[Information Boundary: Start]

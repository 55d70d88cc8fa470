//! Berlekamp-Welch error correction.
//!
//! For one byte column, the `r` received values `y_i` at points `x_i` come
//! from a polynomial `F` of degree below `k`, except at up to
//! `(r - k) / 2` corrupted shares. With an error locator `E` (monic, degree
//! `e`, vanishing at the corrupted points) and `Q = E * F`, every share
//! satisfies `y_i * E(x_i) = Q(x_i)`, which is linear in the coefficients of
//! `E` and `Q`. Solving that system for `e = maxE, …, 0` and dividing `Q` by
//! `E` recovers `F`.

use rayon::prelude::*;
use tracing::{debug, trace, warn};

use crate::code::FecCode;
use crate::error::FecError;
use crate::gf::Gf;
use crate::matrix::Matrix;
use crate::poly;
use crate::share::{Share, ShareSink};

/// Scratch space for decoding one set of shares, column after column.
///
/// Every buffer is sized for the largest candidate error count, so decoding
/// does not allocate after construction.
pub(crate) struct Workspace {
    k: usize,
    max_errors: usize,
    points: Vec<Gf>,
    values: Vec<Gf>,
    system: Matrix,
    q: Vec<Gf>,
    locator: Vec<Gf>,
    message: Vec<Gf>,
}

impl Workspace {
    pub(crate) fn new(code: &FecCode, shares: &[Share]) -> Self {
        let k = code.k;
        let r = shares.len();
        let max_errors = (r - k) / 2;
        let unknowns = k + 2 * max_errors;

        Workspace {
            k,
            max_errors,
            points: shares
                .iter()
                .map(|s| code.points()[s.number as usize])
                .collect(),
            values: vec![Gf::ZERO; r],
            system: Matrix::with_capacity(r * (unknowns + 1)),
            q: Vec::with_capacity(k + max_errors),
            locator: Vec::with_capacity(max_errors + 1),
            message: Vec::with_capacity(k),
        }
    }

    pub(crate) fn load_column(&mut self, shares: &[Share], column: usize) {
        for (v, share) in self.values.iter_mut().zip(shares) {
            *v = Gf(share.data[column]);
        }
    }

    /// Finds `F` for the loaded column. On success `self.message` holds its
    /// coefficients, `self.locator` holds `E`, and the error count is returned.
    pub(crate) fn solve(&mut self, column: usize) -> Result<usize, FecError> {
        let k = self.k;
        let r = self.points.len();

        for e in (0..=self.max_errors).rev() {
            let unknowns = k + 2 * e;
            if r < unknowns {
                continue;
            }

            // Unknown order: q_0..q_{k+e-1}, then e_0..e_{e-1}.
            self.system.reset(r, unknowns + 1);
            for i in 0..r {
                let x = self.points[i];
                let y = self.values[i];
                let row = self.system.row_mut(i);
                let mut xp = Gf::ONE;
                for j in 0..k + e {
                    row[j] = xp;
                    if j < e {
                        row[k + e + j] = y * xp;
                    }
                    if j == e {
                        row[unknowns] = y * xp;
                    }
                    xp *= x;
                }
            }

            if !self.system.solve_augmented()? {
                trace!(column, e, "singular or inconsistent system");
                continue;
            }

            self.q.clear();
            self.q
                .extend((0..k + e).map(|j| self.system.get(j, unknowns)));
            self.locator.clear();
            self.locator
                .extend((0..e).map(|j| self.system.get(k + e + j, unknowns)));
            self.locator.push(Gf::ONE);
            self.message.clear();
            self.message.resize(k, Gf::ZERO);

            poly::div_rem(&mut self.q, &self.locator, &mut self.message)?;
            if !poly::is_zero(&self.q[..e]) {
                trace!(column, e, "nonzero remainder");
                continue;
            }

            return Ok(e);
        }

        warn!(column, shares = r, required = k, "column is uncorrectable");
        Err(FecError::Uncorrectable { column })
    }

    /// Coefficients of the last recovered message polynomial.
    pub(crate) fn message(&self) -> &[Gf] {
        &self.message
    }

    /// Number of loaded shares whose point is a root of the locator.
    fn located_errors(&self) -> usize {
        self.points
            .iter()
            .filter(|&&x| poly::evaluate(&self.locator, x).is_zero())
            .count()
    }
}

impl FecCode {
    /// Checks a set of shares against this code and returns their common length.
    pub(crate) fn check_shares(&self, shares: &[Share]) -> Result<usize, FecError> {
        if shares.len() < self.k {
            return Err(FecError::InsufficientShares {
                needed: self.k,
                got: shares.len(),
            });
        }

        let len = shares[0].data.len();
        for share in shares {
            if share.number as usize >= self.n {
                return Err(FecError::InvalidParameters(format!(
                    "share number {} out of range for total {}",
                    share.number, self.n
                )));
            }
            if share.data.len() != len {
                return Err(FecError::InvalidInputLength {
                    expected: len,
                    actual: share.data.len(),
                });
            }
        }
        Ok(len)
    }

    /// Decodes a single byte column and returns the full corrected codeword,
    /// one byte per share `0..total`.
    ///
    /// # Errors
    ///
    /// [`FecError::InsufficientShares`] for fewer than `required` shares,
    /// [`FecError::InvalidInputLength`] if the shares differ in length or are
    /// too short for `column`, and [`FecError::Uncorrectable`] if the column
    /// has more errors than the shares can correct.
    pub fn decode_column(&self, shares: &[Share], column: usize) -> Result<Vec<u8>, FecError> {
        let len = self.check_shares(shares)?;
        if column >= len {
            return Err(FecError::InvalidInputLength {
                expected: column + 1,
                actual: len,
            });
        }

        let mut ws = Workspace::new(self, shares);
        ws.load_column(shares, column);
        let e = ws.solve(column)?;
        trace!(column, e, errors = ws.located_errors(), "decoded column");

        Ok(self
            .points()
            .iter()
            .map(|&x| poly::evaluate(&ws.message, x).0)
            .collect())
    }

    /// Recovers the message from `shares`, correcting corrupted shares.
    ///
    /// Shares may be any subset of the code's shares in any order. Each byte
    /// column is decoded independently. On success `sink` (if any) receives
    /// the `required` message rows as `(number, total, row)` in increasing
    /// number order; without a sink the shares are only checked for
    /// decodability. Nothing is delivered if any column fails.
    ///
    /// # Arguments
    ///
    /// * `shares` - At least `required` shares of equal length.
    /// * `sink` - Optional receiver of the decoded message rows.
    ///
    /// # Returns
    ///
    /// `Ok(())` once every column has decoded and the rows have been delivered.
    ///
    /// # Errors
    ///
    /// The same as [`FecCode::decode_column`]; a failing column stops the
    /// decode and its error is returned.
    pub fn berlekamp_welch(
        &self,
        shares: &[Share],
        sink: Option<&mut dyn ShareSink>,
    ) -> Result<(), FecError> {
        let block = self.check_shares(shares)?;
        debug!(k = self.k, n = self.n, shares = shares.len(), block, "berlekamp-welch decode");

        let mut ws = Workspace::new(self, shares);
        let mut rows = match sink {
            Some(_) => vec![0u8; self.k * block],
            None => Vec::new(),
        };
        let mut corrected = 0;

        for column in 0..block {
            ws.load_column(shares, column);
            if ws.solve(column)? > 0 {
                corrected += ws.located_errors();
            }
            if !rows.is_empty() {
                for j in 0..self.k {
                    rows[j * block + column] = poly::evaluate(&ws.message, self.points()[j]).0;
                }
            }
        }

        debug!(block, corrected, "decoded all columns");

        if let Some(sink) = sink {
            for j in 0..self.k {
                sink.put(j, self.n, &rows[j * block..(j + 1) * block]);
            }
        }
        Ok(())
    }

    /// [`FecCode::berlekamp_welch`] with columns decoded on the rayon pool.
    ///
    /// Output and errors are identical to the sequential decode: when several
    /// columns fail, the lowest column index is reported.
    pub fn par_berlekamp_welch(
        &self,
        shares: &[Share],
        sink: Option<&mut dyn ShareSink>,
    ) -> Result<(), FecError> {
        let block = self.check_shares(shares)?;
        debug!(k = self.k, n = self.n, shares = shares.len(), block, "parallel berlekamp-welch decode");

        // Column-major: column c occupies columns[c * k..(c + 1) * k].
        let mut columns = vec![0u8; self.k * block];
        let results: Vec<Result<(), FecError>> = columns
            .par_chunks_mut(self.k)
            .enumerate()
            .map_init(
                || Workspace::new(self, shares),
                |ws, (column, out)| -> Result<(), FecError> {
                    ws.load_column(shares, column);
                    ws.solve(column)?;
                    for (j, o) in out.iter_mut().enumerate() {
                        *o = poly::evaluate(&ws.message, self.points()[j]).0;
                    }
                    Ok(())
                },
            )
            .collect();

        if let Some(err) = results.into_iter().find_map(Result::err) {
            return Err(err);
        }

        if let Some(sink) = sink {
            let mut row = vec![0u8; block];
            for j in 0..self.k {
                for (column, b) in row.iter_mut().enumerate() {
                    *b = columns[column * self.k + j];
                }
                sink.put(j, self.n, &row);
            }
        }
        Ok(())
    }
}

[Information Boundary: End]

_Exercise directions_
The required output is the entries from their opening line through the line holding "corrupted shares. With", repeated exactly, with both end lines kept.

_Reply_
repository 55d70d88cc8fa470
//! Berlekamp-Welch error correction.
//!
//! For one byte column, the `r` received values `y_i` at points `x_i` come
//! from a polynomial `F` of degree below `k`, except at up to
//! `(r - k) / 2` corrupted shares. With an error locator `E` (monic, degree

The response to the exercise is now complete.